Cerco. Cerco, ma non trovo dell’acqua. Oddio, trovo di tutto: acqua al lampone,
al mirtillo, all’arancio, persino al cocco ed ananas, ma NON trovo dell’acqua
all’acqua. Pazzesco. Scopro piu’ tardi che i galloni si trovano sul retro dello
scompartimento, come qui la prima cosa che un americano cerca fosse acqua
aromatizzata. E spinto dalla tristezza e da un coraggio che qui in America, per
quanto mi riguarda, non ha fine, prendo anch’io un’acqua non all’acqua. Solo al
limone pero’. Ricolleziono il mio scatolame, e torno alla macchina. Mentre
arranco con questa pila inumana di scatole, chiedo a me’ stesso perche’ diavolo
debbano circondare una tenda, un sacco a pelo ed una semplice stuoia con
scatole in cui ce ne starebbero 3 di ognuno. Cazzo io non sono alto 2 metri e
pesante 200 pounds e non ho nemmeno un Silverado o un Heavy Duty (2 grossi
modelli di pickup) dove mettere tutta sta roba! Bah. L’unica cosa che mi offre
ristoro in questo pomeriggio da bombe atomiche e’ il paesaggio. Almeno,
considerato senza dar troppo peso al meteo. Il cielo infatti e’ diventato
grigio, il sole pressoche’ nascosto dietro a fitti strati di nubi e qualsiasi
cosa appare incupita. Ai lati della strada pero’, l’erba e’ verde. Ci sono
tantissimi alberi. Ci sono fiori ovunque: gialli e viola perlopiu’. E se penso
che alla fin fine sto solo guidando lungo una grossa strada regionale, credo
che in mezzo alle foreste ci sia dello spettacolo al momento. Fiori
dappertutto. Avro’ il tempo necessario per constatarlo di persona. Per ora devo
accontentarmi di roadside wildflowers. Il tempo passa, la stanchezza monta e
finalmente arrivo a Port Angeles, la citta’ piu’ degna di tal nome nelle
immediate vicinanze di tutto il parco. Gli altri sono piu’ che altro paesi,
paeselli, insediamenti, villaggi. Port Angeles puo’ vantare circa 18000
persone, una metropoli qui dalle parti della foresta. Io sono fortunato a
trovare subito il mio motel, un Super8 che avevo ovviamente avuto la premura di
prenotare da casa. Si trova infatti giusto alla prima via della citta’, rilzato
su un piccolo avvallo come a dire “Ehi stronzo turista appena arrivato, non
devi nemmeno sprecarti a cercare in giro”. Prendo volentieri dello stronzo
dall’immaginaria effige e parcheggio la macchina. Non prendo nulla eccetto il
portafoglio. Una volta dentro, scopro che la mia premura e’ stata anche troppa.

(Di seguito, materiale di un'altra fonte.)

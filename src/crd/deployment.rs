//! Deployment CRD
//!
//! Desired state of a csi-baremetal installation. The operator reads it on
//! every pass and never writes to it.

use kube::CustomResource;
use schemars::JsonSchema;
use serde::{Deserialize, Serialize};

// =============================================================================
// Deployment CRD
// =============================================================================

/// Deployment describes how the bare-metal CSI driver should be rolled out
/// on this cluster and which cluster flavor it runs on.
#[derive(CustomResource, Debug, Clone, PartialEq, Serialize, Deserialize, JsonSchema)]
#[kube(
    group = "csi-baremetal.dell.com",
    version = "v1",
    kind = "Deployment",
    root = "BaremetalDeployment",
    plural = "deployments",
    shortname = "csibmdeploy",
    printcolumn = r#"{"name": "Platform", "type": "string", "jsonPath": ".spec.platform"}"#,
    printcolumn = r#"{"name": "Patcher", "type": "boolean", "jsonPath": ".spec.scheduler.patcher.enable"}"#,
    printcolumn = r#"{"name": "Age", "type": "date", "jsonPath": ".metadata.creationTimestamp"}"#,
    namespaced
)]
#[serde(rename_all = "camelCase")]
pub struct DeploymentSpec {
    /// Cluster flavor: vanilla, rke or openshift
    #[serde(default)]
    pub platform: String,

    /// Registry prefix for every image the operator deploys
    #[serde(default)]
    pub global_registry: Option<String>,

    /// Restricts the nodes the driver is deployed on
    #[serde(default)]
    pub node_selector: Option<NodeSelector>,

    /// Read node identities from a node annotation instead of generating them
    #[serde(default, rename = "nodeIDFromAnnotation")]
    pub node_id_from_annotation: bool,

    /// Maintain the kernel platform label on nodes
    #[serde(default = "default_true")]
    pub platform_labels: bool,

    /// Scheduler extender settings
    #[serde(default)]
    pub scheduler: SchedulerExtenderSpec,
}

// =============================================================================
// Sub-Types
// =============================================================================

/// Single key/value node selector
#[derive(Debug, Clone, PartialEq, Eq, Serialize, Deserialize, JsonSchema)]
pub struct NodeSelector {
    pub key: String,
    pub value: String,
}

/// Scheduler extender settings
#[derive(Debug, Clone, PartialEq, Serialize, Deserialize, JsonSchema)]
#[serde(rename_all = "camelCase")]
pub struct SchedulerExtenderSpec {
    /// Port the extender listens on (host network)
    #[serde(default = "default_extender_port")]
    pub extender_port: u16,

    /// On OpenShift, route through the secondary scheduler instead of the policy API
    #[serde(default)]
    pub use_secondary_scheduler: bool,

    /// Scheduler patcher settings
    #[serde(default)]
    pub patcher: PatcherSpec,
}

/// Scheduler patcher settings
#[derive(Debug, Clone, PartialEq, Serialize, Deserialize, JsonSchema)]
#[serde(rename_all = "camelCase")]
pub struct PatcherSpec {
    #[serde(default)]
    pub enable: bool,

    /// Seconds between on-disk config checks in the companion daemon
    #[serde(default = "default_patcher_interval")]
    pub interval: u64,

    /// Restore the original scheduler config when the companion daemon stops
    #[serde(default)]
    pub restore_on_shutdown: bool,

    #[serde(default = "default_config_map_name")]
    pub config_map_name: String,

    /// Minutes to wait for scheduler pods to pick up the patch before retrying
    #[serde(default = "default_readiness_timeout")]
    pub readiness_timeout: u64,

    #[serde(default)]
    pub image: ImageSpec,
}

/// Container image reference
#[derive(Debug, Clone, PartialEq, Eq, Serialize, Deserialize, JsonSchema)]
pub struct ImageSpec {
    #[serde(default = "default_patcher_image")]
    pub name: String,
    #[serde(default = "default_image_tag")]
    pub tag: String,
}

// =============================================================================
// Default Value Functions
// =============================================================================

fn default_true() -> bool {
    true
}

fn default_extender_port() -> u16 {
    8889
}

fn default_patcher_interval() -> u64 {
    60
}

fn default_config_map_name() -> String {
    "schedulerpatcher-config".to_string()
}

fn default_readiness_timeout() -> u64 {
    5
}

fn default_patcher_image() -> String {
    "csi-baremetal-scheduler-patcher".to_string()
}

fn default_image_tag() -> String {
    "green".to_string()
}

impl Default for DeploymentSpec {
    fn default() -> Self {
        Self {
            platform: String::new(),
            global_registry: None,
            node_selector: None,
            node_id_from_annotation: false,
            platform_labels: default_true(),
            scheduler: SchedulerExtenderSpec::default(),
        }
    }
}

impl Default for SchedulerExtenderSpec {
    fn default() -> Self {
        Self {
            extender_port: default_extender_port(),
            use_secondary_scheduler: false,
            patcher: PatcherSpec::default(),
        }
    }
}

impl Default for PatcherSpec {
    fn default() -> Self {
        Self {
            enable: false,
            interval: default_patcher_interval(),
            restore_on_shutdown: false,
            config_map_name: default_config_map_name(),
            readiness_timeout: default_readiness_timeout(),
            image: ImageSpec::default(),
        }
    }
}

impl Default for ImageSpec {
    fn default() -> Self {
        Self {
            name: default_patcher_image(),
            tag: default_image_tag(),
        }
    }
}

// =============================================================================
// Implementations
// =============================================================================

impl DeploymentSpec {
    /// Fully qualified image reference, honouring the global registry
    pub fn image_ref(&self, image: &ImageSpec) -> String {
        match self.global_registry.as_deref() {
            Some(registry) if !registry.is_empty() => {
                format!("{}/{}:{}", registry.trim_end_matches('/'), image.name, image.tag)
            }
            _ => format!("{}:{}", image.name, image.tag),
        }
    }
}

impl NodeSelector {
    /// Whether a label map satisfies this selector
    pub fn matches(&self, labels: &std::collections::BTreeMap<String, String>) -> bool {
        labels.get(&self.key) == Some(&self.value)
    }
}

Tradotto, non c’e’ un cane in motel, e avrei potuto benissimo passare da queste
parti all’improvviso e trovare camere a bizzeffe per cifre comunque
vantaggiose. Pare – dico, pare – che la stagione non sia ancora cominciata.
Buon auspicio. Vado in camera giusto per dare un’occhiata e lasciar giu’ la
felpa, ma vengo attratto magneticamente dal letto. Mi ci tuffo e resto in
sonnolenta contemplazione, faccia insu’, per qualche minuto. Il mio cervello
decide pero’ saggiamente che prima di dormire, lo stomaco bisogna riempire, e
lesto mi alzo per andare a cena. Sono preso come un imbecille, dalla faccia si
legge chiaramente che non dormo da tempo immemore (o che ho preso uno strano
mix di sostanze poco definite) ma sono determinato a non farmi mettere dentro
come “tipo sospetto” e a fare semplicemente una buona cena. Mi reco al porto
(“Al porto! Vedrai, dove ti porto!”) e scelgo un locale con graziose vetrate
vista porto/entroterra, affianco alle quali prendo posto ed inizio a scrivere
qualche appunto. La mia prima cena americana dell’anno. La inauguro poco
dignitosamente, per i miei standard. Notando la scarsezza del menu – almeno, di
quello con costi decenti, ho scelto un posto raffinato a quanto pare – opto per
del clam chowder e per un piatto di fried prawns e french fries. Mi sento un
lupo di mare per bene, un viaggiatore di quelli incalliti che hanno il mare ed
i gabbiani come compagni d’avventure, mentre scruto fuori dalla finestra,
gomito sul tavolo e volto posato sulla mano, e prendo ispirazione per scrivere
qualche riga. Ammiro un bambino che si diverte a salire su una scalinata e a
giocare con le onde che vi si infrangono. Beata spensieratezza. Poi vengo
attratto da un profumo familiare, quello di clam chowder. Il clam chowder che
mi viene servito dalla camerirera. Ordunque, sono in una localita’ di mare, e
da tale mi aspetto un chowder con la C ma anche la H maiuscole. Ed infatti, non
mi delude. Annoto la parola “delizioso”. Anche se per me in verita’ ogni
versione di questa pietanza e’ deliziosa. Potrei definirmi “addicted to clam
chowder”. Quella sua consistenza cremosa, quella dolcezza caseario-burrosa che
il mio palato percepisce (non conosco la ricetta – e non voglio saperla –
quindi non posso dirlo con certezza) e infine, quella masticabilita’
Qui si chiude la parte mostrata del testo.